_GOAL OF THE EXERCISE:_
Across the entries, how many lines have the string "usize" in them? Reply with only a number.

#####

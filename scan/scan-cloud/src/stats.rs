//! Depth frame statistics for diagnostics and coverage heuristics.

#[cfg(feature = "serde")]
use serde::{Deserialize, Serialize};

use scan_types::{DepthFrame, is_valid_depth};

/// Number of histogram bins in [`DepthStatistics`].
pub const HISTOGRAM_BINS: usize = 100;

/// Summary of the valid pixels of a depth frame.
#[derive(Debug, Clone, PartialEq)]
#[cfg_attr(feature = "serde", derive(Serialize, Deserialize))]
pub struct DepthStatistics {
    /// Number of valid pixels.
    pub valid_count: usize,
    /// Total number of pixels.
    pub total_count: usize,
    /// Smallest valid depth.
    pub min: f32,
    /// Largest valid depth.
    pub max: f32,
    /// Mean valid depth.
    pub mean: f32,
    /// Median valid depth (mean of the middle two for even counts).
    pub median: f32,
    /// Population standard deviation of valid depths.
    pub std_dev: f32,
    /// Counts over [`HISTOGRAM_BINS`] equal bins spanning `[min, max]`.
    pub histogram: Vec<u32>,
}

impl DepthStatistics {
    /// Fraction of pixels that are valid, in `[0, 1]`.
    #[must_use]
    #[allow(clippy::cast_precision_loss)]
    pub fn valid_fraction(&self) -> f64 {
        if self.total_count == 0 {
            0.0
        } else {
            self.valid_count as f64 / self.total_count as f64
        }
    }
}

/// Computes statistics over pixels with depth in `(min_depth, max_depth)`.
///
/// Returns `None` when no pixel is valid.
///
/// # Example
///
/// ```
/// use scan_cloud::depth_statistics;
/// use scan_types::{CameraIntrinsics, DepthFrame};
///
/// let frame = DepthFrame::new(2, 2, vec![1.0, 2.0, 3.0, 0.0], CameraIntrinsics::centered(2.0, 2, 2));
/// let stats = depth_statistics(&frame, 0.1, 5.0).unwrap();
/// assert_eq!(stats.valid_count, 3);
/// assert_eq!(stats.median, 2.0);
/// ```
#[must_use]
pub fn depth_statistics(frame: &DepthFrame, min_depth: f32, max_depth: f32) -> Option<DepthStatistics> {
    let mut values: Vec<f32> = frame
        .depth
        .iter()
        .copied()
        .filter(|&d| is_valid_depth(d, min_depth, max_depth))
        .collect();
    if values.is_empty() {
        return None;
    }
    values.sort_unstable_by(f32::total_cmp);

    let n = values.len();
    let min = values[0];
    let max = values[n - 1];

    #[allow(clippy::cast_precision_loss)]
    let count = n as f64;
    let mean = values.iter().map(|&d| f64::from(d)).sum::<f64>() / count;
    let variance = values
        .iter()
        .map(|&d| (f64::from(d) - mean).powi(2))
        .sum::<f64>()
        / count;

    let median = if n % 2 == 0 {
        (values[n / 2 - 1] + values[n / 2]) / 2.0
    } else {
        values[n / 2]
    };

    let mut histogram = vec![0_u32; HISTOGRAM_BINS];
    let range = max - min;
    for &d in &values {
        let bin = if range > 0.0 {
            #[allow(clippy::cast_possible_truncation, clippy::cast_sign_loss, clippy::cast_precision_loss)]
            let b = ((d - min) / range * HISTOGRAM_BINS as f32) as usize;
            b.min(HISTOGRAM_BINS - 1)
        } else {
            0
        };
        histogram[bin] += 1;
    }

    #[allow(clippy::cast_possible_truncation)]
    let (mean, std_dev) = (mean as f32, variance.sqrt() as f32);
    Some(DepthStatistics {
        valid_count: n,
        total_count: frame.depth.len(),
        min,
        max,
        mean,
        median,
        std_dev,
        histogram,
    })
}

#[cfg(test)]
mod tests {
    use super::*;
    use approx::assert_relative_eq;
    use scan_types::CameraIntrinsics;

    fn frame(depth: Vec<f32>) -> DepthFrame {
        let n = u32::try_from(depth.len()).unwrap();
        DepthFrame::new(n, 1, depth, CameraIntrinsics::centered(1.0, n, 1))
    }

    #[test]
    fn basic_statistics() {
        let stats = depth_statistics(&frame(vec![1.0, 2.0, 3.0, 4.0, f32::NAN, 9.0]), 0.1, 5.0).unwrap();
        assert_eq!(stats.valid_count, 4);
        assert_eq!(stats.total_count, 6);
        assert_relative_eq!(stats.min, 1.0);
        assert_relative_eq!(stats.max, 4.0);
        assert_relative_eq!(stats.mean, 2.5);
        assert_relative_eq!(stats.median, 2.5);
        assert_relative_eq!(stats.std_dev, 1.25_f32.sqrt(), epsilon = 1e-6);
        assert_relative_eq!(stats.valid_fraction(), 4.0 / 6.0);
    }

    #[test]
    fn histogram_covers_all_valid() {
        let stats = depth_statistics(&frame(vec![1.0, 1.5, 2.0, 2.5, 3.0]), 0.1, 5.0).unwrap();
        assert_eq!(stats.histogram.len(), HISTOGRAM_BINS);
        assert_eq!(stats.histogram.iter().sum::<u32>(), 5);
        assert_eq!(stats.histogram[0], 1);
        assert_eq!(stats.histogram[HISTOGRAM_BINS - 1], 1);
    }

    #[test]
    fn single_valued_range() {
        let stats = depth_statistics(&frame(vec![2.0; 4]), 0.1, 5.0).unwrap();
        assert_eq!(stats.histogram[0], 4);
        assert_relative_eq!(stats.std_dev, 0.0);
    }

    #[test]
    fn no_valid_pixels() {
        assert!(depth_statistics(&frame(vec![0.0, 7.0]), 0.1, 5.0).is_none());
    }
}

#####

_SOLVED PROBLEM:_
4